Assignment
From the data underneath, reproduce exactly the stretch that begins at the line with "Some(unpack_slot(self.entry(0).load(Ordering::Acquire)))" and ends after the line with "let mut smallest_val".

Records supplied
###

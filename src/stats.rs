//! Cumulative counters for ring/heap/allocator activity.
//!
//! These are process-local, not part of the shared region: `compute_size`
//! (spec.md section 4.1) fixes the region's byte count to header + ring +
//! slots + heap, with no stats term, so a `Stats` lives alongside a
//! `TaskPool` the way `GlobalTunnelMetrics` sits next to a tunnel rather than
//! inside its wire frames.

use crate::sync::{AtomicU32, AtomicU64, Ordering};

/// Cumulative push/pop/allocation counters plus high-watermarks.
///
/// Every field uses relaxed ordering: these are independent counters, never
/// used to guard a subsequent read of another field.
#[derive(Default)]
pub struct Stats {
    push_count: AtomicU64,
    pop_count: AtomicU64,
    push_failures: AtomicU64,
    pop_failures: AtomicU64,
    cas_retries: AtomicU64,
    alloc_count: AtomicU64,
    free_count: AtomicU64,
    peak_size: AtomicU32,
    peak_allocated: AtomicU32,
}

impl Stats {
    pub fn new() -> Self {
        Self::default()
    }

    #[inline]
    pub fn record_push(&self) {
        self.push_count.fetch_add(1, Ordering::Relaxed);
    }

    #[inline]
    pub fn record_pop(&self) {
        self.pop_count.fetch_add(1, Ordering::Relaxed);
    }

    #[inline]
    pub fn record_push_failure(&self) {
        self.push_failures.fetch_add(1, Ordering::Relaxed);
    }

    #[inline]
    pub fn record_pop_failure(&self) {
        self.pop_failures.fetch_add(1, Ordering::Relaxed);
    }

    #[inline]
    pub fn record_cas_retry(&self) {
        self.cas_retries.fetch_add(1, Ordering::Relaxed);
    }

    #[inline]
    pub fn record_alloc(&self) {
        self.alloc_count.fetch_add(1, Ordering::Relaxed);
    }

    #[inline]
    pub fn record_free(&self) {
        self.free_count.fetch_add(1, Ordering::Relaxed);
    }

    /// Raise `peak_size` to `candidate` if it exceeds the current watermark.
    pub fn record_size(&self, candidate: u32) {
        raise_watermark(&self.peak_size, candidate);
    }

    /// Raise `peak_allocated` to `candidate` if it exceeds the current
    /// watermark.
    pub fn record_allocated(&self, candidate: u32) {
        raise_watermark(&self.peak_allocated, candidate);
    }

    pub fn get_push_count(&self) -> u64 {
        self.push_count.load(Ordering::Relaxed)
    }

    pub fn get_pop_count(&self) -> u64 {
        self.pop_count.load(Ordering::Relaxed)
    }

    pub fn get_push_failures(&self) -> u64 {
        self.push_failures.load(Ordering::Relaxed)
    }

    pub fn get_pop_failures(&self) -> u64 {
        self.pop_failures.load(Ordering::Relaxed)
    }

    pub fn get_cas_retries(&self) -> u64 {
        self.cas_retries.load(Ordering::Relaxed)
    }

    pub fn get_alloc_count(&self) -> u64 {
        self.alloc_count.load(Ordering::Relaxed)
    }

    pub fn get_free_count(&self) -> u64 {
        self.free_count.load(Ordering::Relaxed)
    }

    pub fn get_peak_size(&self) -> u32 {
        self.peak_size.load(Ordering::Relaxed)
    }

    pub fn get_peak_allocated(&self) -> u32 {
        self.peak_allocated.load(Ordering::Relaxed)
    }

    /// Zero every counter. Intended for tests.
    pub fn reset(&self) {
        self.push_count.store(0, Ordering::Relaxed);
        self.pop_count.store(0, Ordering::Relaxed);
        self.push_failures.store(0, Ordering::Relaxed);
        self.pop_failures.store(0, Ordering::Relaxed);
        self.cas_retries.store(0, Ordering::Relaxed);
        self.alloc_count.store(0, Ordering::Relaxed);
        self.free_count.store(0, Ordering::Relaxed);
        self.peak_size.store(0, Ordering::Relaxed);
        self.peak_allocated.store(0, Ordering::Relaxed);
    }
}

fn raise_watermark(cell: &AtomicU32, candidate: u32) {
    let mut current = cell.load(Ordering::Relaxed);
    while candidate > current {
        match cell.compare_exchange_weak(current, candidate, Ordering::Relaxed, Ordering::Relaxed) {
            Ok(_) => break,
            Err(observed) => current = observed,
        }
    }
}
//! Concurrent binary heap over packed `(priority, slot)` entries.
//!
//! There is no teacher precedent for a shared-memory priority queue in this
//! codebase's lineage — `shm-primitives` only ships a Treiber slab and an
//! SPSC ring. This module borrows their idiom (a CAS loop claiming an index
//! in a header-held counter, entries stored as atomics in a flat array
//! immediately following the header) and applies it to heap-shape rather
//! than list- or ring-shape storage, exactly as spec.md section 4.5
//! describes: `pq_size` is the sole linearization point for both push and
//! pop; the sift performed after claiming an index is not itself atomic,
//! but since only one thread ever owns a given index between the CAS that
//! claims it and the sift that settles it, no other thread observes it mid-
//! sift in a way that violates the heap invariant at any index it can see
//! (entries other threads may be sifting past are only ever compared with
//! `Ordering::Acquire`-loaded snapshots).

use crate::header::PoolHeader;
use crate::region::Region;
use crate::sync::{spin_loop, Ordering};

#[cfg(feature = "std")]
use tracing::debug;

/// Errors returned by [`PriorityQueue::push`].
#[derive(Debug, Clone, Copy, PartialEq, Eq)]
pub enum HeapError {
    /// `pq_size == capacity`.
    Full,
}

impl core::fmt::Display for HeapError {
    fn fmt(&self, f: &mut core::fmt::Formatter<'_>) -> core::fmt::Result {
        match self {
            Self::Full => write!(f, "priority queue is full"),
        }
    }
}

#[cfg(feature = "std")]
impl std::error::Error for HeapError {}

/// Invert a priority so that "highest producer priority" sorts to the root
/// of a standard min-heap on the packed 64-bit value.
#[inline]
fn inverted_priority(priority: u32) -> u32 {
    u32::MAX - priority
}

#[inline]
fn pack(slot: u32, priority: u32) -> u64 {
    ((inverted_priority(priority) as u64) << 32) | slot as u64
}

#[inline]
fn unpack_slot(entry: u64) -> u32 {
    entry as u32
}

/// A view over the header and entry array of an initialized pool region's
/// priority queue. `pq_size` lives in the shared [`PoolHeader`]; the entry
/// array is a flat run of `capacity` atomic `u64`s at `pq_base_offset`.
pub struct PriorityQueue {
    region: Region,
    header_offset: usize,
    entries_offset: usize,
    capacity: u32,
}

unsafe impl Send for PriorityQueue {}
unsafe impl Sync for PriorityQueue {}

impl PriorityQueue {
    /// Build a view over an already-`init`ed region.
    ///
    /// # Safety
    ///
    /// `region` must contain a valid [`PoolHeader`] at `header_offset`.
    pub unsafe fn new(region: Region, header_offset: usize) -> Self {
        let header = unsafe { region.get::<PoolHeader>(header_offset) };
        Self {
            region,
            header_offset,
            entries_offset: header.pq_base_offset as usize,
            capacity: header.capacity(),
        }
    }

    #[inline]
    fn header(&self) -> &PoolHeader {
        unsafe { self.region.get::<PoolHeader>(self.header_offset) }
    }

    #[inline]
    fn entry(&self, index: u32) -> &crate::sync::AtomicU64 {
        unsafe {
            self.region
                .get::<crate::sync::AtomicU64>(self.entries_offset + index as usize * core::mem::size_of::<crate::sync::AtomicU64>())
        }
    }

    /// Push `(slot, priority)` into the queue.
    pub fn push(&self, slot: u32, priority: u32) -> Result<(), HeapError> {
        let header = self.header();
        let packed = pack(slot, priority);

        loop {
            let n = header.pq_size.load(Ordering::Acquire);
            if n == self.capacity {
                #[cfg(feature = "std")]
                debug!(capacity = self.capacity, "priority queue push found queue full");
                return Err(HeapError::Full);
            }

            match header.pq_size.compare_exchange(n, n + 1, Ordering::AcqRel, Ordering::Acquire) {
                Ok(_) => {
                    self.entry(n).store(packed, Ordering::Release);
                    self.sift_up(n);
                    return Ok(());
                }
                Err(_) => {
                    spin_loop();
                    continue;
                }
            }
        }
    }

    /// Pop the highest-priority slot.
    pub fn pop(&self) -> Option<u32> {
        let header = self.header();

        loop {
            let n = header.pq_size.load(Ordering::Acquire);
            if n == 0 {
                return None;
            }

            match header.pq_size.compare_exchange(n, n - 1, Ordering::AcqRel, Ordering::Acquire) {
                Ok(_) => {
                    let root = self.entry(0).load(Ordering::Acquire);
                    let last = self.entry(n - 1).load(Ordering::Acquire);
                    self.entry(0).store(last, Ordering::Release);
                    self.entry(n - 1).store(0, Ordering::Release);
                    if n > 1 {
                        self.sift_down(0, n - 1);
                    }
                    return Some(unpack_slot(root));
                }
                Err(_) => {
                    spin_loop();
                    continue;
                }
            }
        }
    }

    /// The highest-priority slot without removing it, or `None` if empty.
    pub fn peek(&self) -> Option<u32> {
        let header = self.header();
        if header.pq_size.load(Ordering::Acquire) == 0 {
            return None;
        }
        Some(unpack_slot(self.entry(0).load(Ordering::Acquire)))
    }

    /// The priority of the highest-priority slot, or `None` if empty.
    pub fn peek_priority(&self) -> Option<u32> {
        let header = self.header();
        if header.pq_size.load(Ordering::Acquire) == 0 {
            return None;
        }
        let packed = self.entry(0).load(Ordering::Acquire);
        Some(u32::MAX - (packed >> 32) as u32)
    }

    #[inline]
    pub fn len(&self) -> u32 {
        self.header().pq_size.load(Ordering::Acquire)
    }

    #[inline]
    pub fn is_empty(&self) -> bool {
        self.len() == 0
    }

    #[inline]
    pub fn is_full(&self) -> bool {
        self.len() == self.capacity
    }

    #[inline]
    pub fn capacity(&self) -> u32 {
        self.capacity
    }

    /// Reset the queue to empty. **Not concurrency-safe.**
    pub fn clear(&self) {
        let header = self.header();
        header.pq_size.store(0, Ordering::Release);
        for i in 0..self.capacity {
            self.entry(i).store(0, Ordering::Release);
        }
    }

    fn sift_up(&self, mut index: u32) {
        while index > 0 {
            let parent = (index - 1) / 2;
            let current = self.entry(index).load(Ordering::Acquire);
            let parent_val = self.entry(parent).load(Ordering::Acquire);
            if current < parent_val {
                self.entry(index).store(parent_val, Ordering::Release);
                self.entry(parent).store(current, Ordering::Release);
                index = parent;
            } else {
                break;
            }
        }
    }

    fn sift_down(&self, mut index: u32, len: u32) {
        loop {
            let left = index * 2 + 1;
            let right = left + 1;
            let mut smallest = index;
            let mut smallest_val = self.entry(index).load(Ordering::Acquire);

            if left < len {
                let left_val = self.entry(left).load(Ordering::Acquire);
                if left_val < smallest_val {
                    smallest = left;
                    smallest_val = left_val;
                }
            }
            if right < len {
                let right_val = self.entry(right).load(Ordering::Acquire);
                if right_val < smallest_val {
                    smallest = right;
                }
            }

            if smallest == index {
                break;
            }

            let current = self.entry(index).load(Ordering::Acquire);
            let child = self.entry(smallest).load(Ordering::Acquire);
            self.entry(index).store(child, Ordering::Release);
            self.entry(smallest).store(current, Ordering::Release);
            index = smallest;
        }
    }
}

#[cfg(test)]
mod tests {
    use super::*;
    use crate::header::compute_size;
    use crate::region::HeapRegion;

    fn new_heap(capacity: u32) -> (HeapRegion, PriorityQueue) {
        let region = HeapRegion::new_zeroed(compute_size(capacity));
        let view = region.region();
        let header = unsafe { view.get_mut::<PoolHeader>(0) };
        unsafe { header.init(capacity, view.len()).unwrap() };
        let heap = unsafe { PriorityQueue::new(view, 0) };
        (region, heap)
    }

    #[test]
    fn pops_in_descending_priority_order() {
        let (_region, heap) = new_heap(8);
        heap.push(1, 5).unwrap();
        heap.push(2, 10).unwrap();
        heap.push(3, 1).unwrap();
        heap.push(4, 7).unwrap();

        assert_eq!(heap.pop(), Some(2));
        assert_eq!(heap.pop(), Some(4));
        assert_eq!(heap.pop(), Some(1));
        assert_eq!(heap.pop(), Some(3));
        assert_eq!(heap.pop(), None);
    }

    #[test]
    fn push_fails_when_full() {
        let (_region, heap) = new_heap(2);
        heap.push(1, 1).unwrap();
        heap.push(2, 2).unwrap();
        assert_eq!(heap.push(3, 3), Err(HeapError::Full));
    }

    #[test]
    fn peek_does_not_remove() {
        let (_region, heap) = new_heap(4);
        heap.push(1, 3).unwrap();
        heap.push(2, 9).unwrap();
        assert_eq!(heap.peek(), Some(2));
        assert_eq!(heap.peek_priority(), Some(9));
        assert_eq!(heap.len(), 2);
    }

    #[test]
    fn ties_are_resolved_deterministically_by_heap_shape() {
        let (_region, heap) = new_heap(4);
        heap.push(1, 5).unwrap();
        heap.push(2, 5).unwrap();
        let first = heap.pop().unwrap();
        let second = heap.pop().unwrap();
        assert!((first == 1 && second == 2) || (first == 2 && second == 1));
    }

    #[test]
    fn clear_empties_queue() {
        let (_region, heap) = new_heap(4);
        heap.push(1, 1).unwrap();
        heap.clear();
        assert!(heap.is_empty());
        assert_eq!(heap.pop(), None);
    }
}
use ordered_containers::sort::{heap_sort, tree_sort};

#[quickcheck]
fn heap_sort_matches_std(xs: Vec<i32>) -> bool {
    let mut expected = xs.clone();
    expected.sort();
    heap_sort(xs) == expected
}

#[quickcheck]
fn tree_sort_matches_std(xs: Vec<i32>) -> bool {
    let mut expected = xs.clone();
    expected.sort();
    tree_sort(xs) == expected
}
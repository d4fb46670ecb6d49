use ordered_containers::error::HeapError;
use ordered_containers::heap::BinaryHeap;

use crate::Op;

/// Whether every element of `data` is at least as large as its children.
fn is_max_heap<T: Ord>(data: &[T]) -> bool {
    (1..data.len()).all(|i| data[(i - 1) / 2] >= data[i])
}

fn drain<T: Ord>(mut heap: BinaryHeap<T>) -> Vec<T> {
    std::iter::from_fn(|| heap.remove().ok()).collect()
}

/// Applies a set of operations to our heap and to the standard library's.
/// After every operation the two must agree on the largest element and our
/// storage must still satisfy the heap property.
#[quickcheck]
fn fuzz_multiple_operations_i8(ops: Vec<Op<i8>>) -> bool {
    let mut heap = BinaryHeap::new();
    let mut model = std::collections::BinaryHeap::new();

    for op in ops {
        match op {
            Op::Add(x) => {
                heap.add(x);
                model.push(x);
            }
            Op::Remove(_) => {
                if heap.remove().ok() != model.pop() {
                    return false;
                }
            }
            Op::Walk => {
                let mut ours = heap.to_vec();
                let mut theirs = model.clone().into_vec();
                ours.sort_unstable();
                theirs.sort_unstable();
                if ours != theirs {
                    return false;
                }
            }
        }

        if !is_max_heap(heap.as_slice()) || heap.peek().ok() != model.peek() {
            return false;
        }
    }

    heap.len() == model.len()
}

#[quickcheck]
fn heapify_is_a_heap(xs: Vec<i8>) -> bool {
    let heap = BinaryHeap::heapify(xs.clone());
    heap.len() == xs.len() && is_max_heap(heap.as_slice())
}

#[quickcheck]
fn heapify_drains_like_sequential_add(xs: Vec<i8>) -> bool {
    let mut added = BinaryHeap::new();
    for x in &xs {
        added.add(*x);
    }

    drain(BinaryHeap::heapify(xs)) == drain(added)
}

#[quickcheck]
fn drains_descending(n: u8) -> bool {
    let heap: BinaryHeap<u8> = (0..n).collect();
    let drained = drain(heap);

    drained.len() == n as usize && drained.windows(2).all(|pair| pair[0] > pair[1])
}

#[quickcheck]
fn empty_errors_leave_heap_empty(xs: Vec<i8>) -> bool {
    let mut heap = BinaryHeap::heapify(xs.clone());
    for _ in &xs {
        heap.remove().unwrap();
    }

    heap.remove() == Err(HeapError::Empty) && heap.peek() == Err(HeapError::Empty) && heap.is_empty()
}
//! A priority queue built on [`BinaryHeap`].
//!
//! Removal always yields the item with the highest priority. Items with equal
//! priority come out in the order they were added: every insertion is tagged
//! with a sequence number from a counter that only ever decreases, and the heap
//! orders entries by `(priority, sequence)`. An earlier insertion therefore has
//! the larger sequence number and wins ties.
//!
//! # Examples
//!
//! ```
//! use ordered_containers::error::QueueError;
//! use ordered_containers::priority_queue::PriorityQueue;
//!
//! let mut queue = PriorityQueue::new();
//! queue.add("a", 1);
//! queue.add("b", 2);
//! queue.add("c", 1);
//!
//! assert_eq!(queue.remove(), Ok("b"));
//! assert_eq!(queue.remove(), Ok("a"));
//! assert_eq!(queue.remove(), Ok("c"));
//! assert_eq!(queue.remove(), Err(QueueError::Empty));
//! ```

use std::cmp::Ordering;

use crate::error::QueueError;
use crate::heap::BinaryHeap;

/// A priority queue holding items of type `T` with priorities of type `P`.
#[derive(Clone, Debug)]
pub struct PriorityQueue<T, P> {
    heap: BinaryHeap<Entry<T, P>>,
    counter: i64,
}

impl<T, P> Default for PriorityQueue<T, P> {
    fn default() -> Self {
        Self::new()
    }
}

impl<T, P> PriorityQueue<T, P> {
    /// Generates a new, empty `PriorityQueue`.
    pub fn new() -> Self {
        Self {
            heap: BinaryHeap::new(),
            counter: 0,
        }
    }

    /// The number of items in the queue.
    pub fn len(&self) -> usize {
        self.heap.len()
    }

    /// Whether the queue has no items.
    pub fn is_empty(&self) -> bool {
        self.heap.is_empty()
    }

    /// Returns the item that [`PriorityQueue::remove`] would return next.
    pub fn peek(&self) -> Result<&T, QueueError> {
        self.front().map(|entry| &entry.item)
    }

    /// Returns the priority of the item at the front of the queue.
    pub fn peek_priority(&self) -> Result<&P, QueueError> {
        self.front().map(|entry| &entry.priority)
    }

    fn front(&self) -> Result<&Entry<T, P>, QueueError> {
        self.heap.peek().map_err(QueueError::from)
    }
}

impl<T, P: Ord> PriorityQueue<T, P> {
    /// Adds `item` to the queue with the given `priority`.
    pub fn add(&mut self, item: T, priority: P) {
        let entry = Entry {
            priority,
            sequence: self.counter,
            item,
        };
        self.counter -= 1;
        self.heap.add(entry);
    }

    /// Removes the item with the highest priority and returns it. Of several
    /// items sharing the highest priority, the one added first is removed.
    pub fn remove(&mut self) -> Result<T, QueueError> {
        let entry = self.heap.remove()?;
        Ok(entry.item)
    }
}

/// A heap entry. Entries compare by priority, then by sequence number; the
/// item never takes part.
#[derive(Clone, Debug)]
struct Entry<T, P> {
    priority: P,
    sequence: i64,
    item: T,
}

impl<T, P: Ord> Ord for Entry<T, P> {
    fn cmp(&self, other: &Self) -> Ordering {
        self.priority
            .cmp(&other.priority)
            .then_with(|| self.sequence.cmp(&other.sequence))
    }
}

impl<T, P: Ord> PartialOrd for Entry<T, P> {
    fn partial_cmp(&self, other: &Self) -> Option<Ordering> {
        Some(self.cmp(other))
    }
}

impl<T, P: Ord> PartialEq for Entry<T, P> {
    fn eq(&self, other: &Self) -> bool {
        self.cmp(other) == Ordering::Equal
    }
}

impl<T, P: Ord> Eq for Entry<T, P> {}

###

Solution
        Some(unpack_slot(self.entry(0).load(Ordering::Acquire)))
    }

    /// The priority of the highest-priority slot, or `None` if empty.
    pub fn peek_priority(&self) -> Option<u32> {
        let header = self.header();
        if header.pq_size.load(Ordering::Acquire) == 0 {
            return None;
        }
        let packed = self.entry(0).load(Ordering::Acquire);
        Some(u32::MAX - (packed >> 32) as u32)
    }

    #[inline]
    pub fn len(&self) -> u32 {
        self.header().pq_size.load(Ordering::Acquire)
    }

    #[inline]
    pub fn is_empty(&self) -> bool {
        self.len() == 0
    }

    #[inline]
    pub fn is_full(&self) -> bool {
        self.len() == self.capacity
    }

    #[inline]
    pub fn capacity(&self) -> u32 {
        self.capacity
    }

    /// Reset the queue to empty. **Not concurrency-safe.**
    pub fn clear(&self) {
        let header = self.header();
        header.pq_size.store(0, Ordering::Release);
        for i in 0..self.capacity {
            self.entry(i).store(0, Ordering::Release);
        }
    }

    fn sift_up(&self, mut index: u32) {
        while index > 0 {
            let parent = (index - 1) / 2;
            let current = self.entry(index).load(Ordering::Acquire);
            let parent_val = self.entry(parent).load(Ordering::Acquire);
            if current < parent_val {
                self.entry(index).store(parent_val, Ordering::Release);
                self.entry(parent).store(current, Ordering::Release);
                index = parent;
            } else {
                break;
            }
        }
    }

    fn sift_down(&self, mut index: u32, len: u32) {
        loop {
            let left = index * 2 + 1;
            let right = left + 1;
            let mut smallest = index;
            let mut smallest_val = self.entry(index).load(Ordering::Acquire);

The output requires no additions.